• _To do_: If a line of the records contains the word "data", list it.

━━ Information supplied ━━

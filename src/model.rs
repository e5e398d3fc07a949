use ndarray::{Array4, ArrayView4, Ix4};
use ort::{
    ep::CUDA as CUDAExecutionProvider,
    session::{builder::GraphOptimizationLevel, Session},
    value::TensorRef,
};
use parking_lot::Mutex;
use std::path::Path;

use thiserror::Error;

#[derive(Error, Debug)]
pub enum ModelError {
    #[error("ONNX runtime error: {0}")]
    Session(#[from] ort::Error),
    #[error("Invalid output tensor shape: {0}")]
    OutputShape(#[from] ndarray::ShapeError),
    #[error("Model produced output of shape {0:?}, expected (1, 1, 512, 512)")]
    UnexpectedOutput(Vec<usize>),
}

/// Capability interface over the loaded segmentation model.
///
/// Implementations take a (1, 3, 512, 512) tensor and return a
/// (1, 1, 512, 512) logit map. Inference is deterministic and keeps no
/// request-to-request state. Implementations must be callable from multiple
/// request handlers at once; `OrtModel` serializes concurrent calls
/// internally.
pub trait SegmentationModel: Send + Sync + 'static {
    fn infer(&self, input: ArrayView4<f32>) -> Result<Array4<f32>, ModelError>;
}

pub struct OrtModel {
    session: Mutex<Session>,
    output_name: String,
}

impl OrtModel {
    pub fn new(model_path: &Path) -> Result<Self, ModelError> {
        ort::init()
            .with_execution_providers([CUDAExecutionProvider::default().build()])
            .commit();

        let session = Session::builder()?
            .with_optimization_level(GraphOptimizationLevel::Level3)
            .map_err(ort::Error::from)?
            .commit_from_file(model_path)?;

        let output_name = session.outputs()[0].name().to_string();
        tracing::info!(
            "Loaded ONNX session from {:?} (output `{}`)",
            model_path,
            output_name
        );

        Ok(Self {
            session: Mutex::new(session),
            output_name,
        })
    }
}

impl SegmentationModel for OrtModel {
    fn infer(&self, input: ArrayView4<f32>) -> Result<Array4<f32>, ModelError> {
        // The ort session is not verified reentrant; calls are serialized.
        let mut session = self.session.lock();

        let owned_buffer;
        let input_view = if input.is_standard_layout() {
            input
        } else {
            owned_buffer = input.to_owned();
            owned_buffer.view()
        };

        let tensor_ref = TensorRef::from_array_view(input_view)?;
        let outputs = session.run(ort::inputs![tensor_ref])?;

        let (shape, data) = outputs[self.output_name.as_str()].try_extract_tensor::<f32>()?;
        let dims: Vec<usize> = shape.iter().map(|&d| d as usize).collect();
        let logits = ndarray::ArrayD::from_shape_vec(shape.to_ixdyn(), data.to_vec())?
            .into_dimensionality::<Ix4>()
            .map_err(|_| ModelError::UnexpectedOutput(dims))?;

        if logits.shape() != [1, 1, 512, 512] {
            return Err(ModelError::UnexpectedOutput(logits.shape().to_vec()));
        }

        Ok(logits)
    }
}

━━━

• _Written solution_:
        let (shape, data) = outputs[self.output_name.as_str()].try_extract_tensor::<f32>()?;
        let logits = ndarray::ArrayD::from_shape_vec(shape.to_ixdyn(), data.to_vec())?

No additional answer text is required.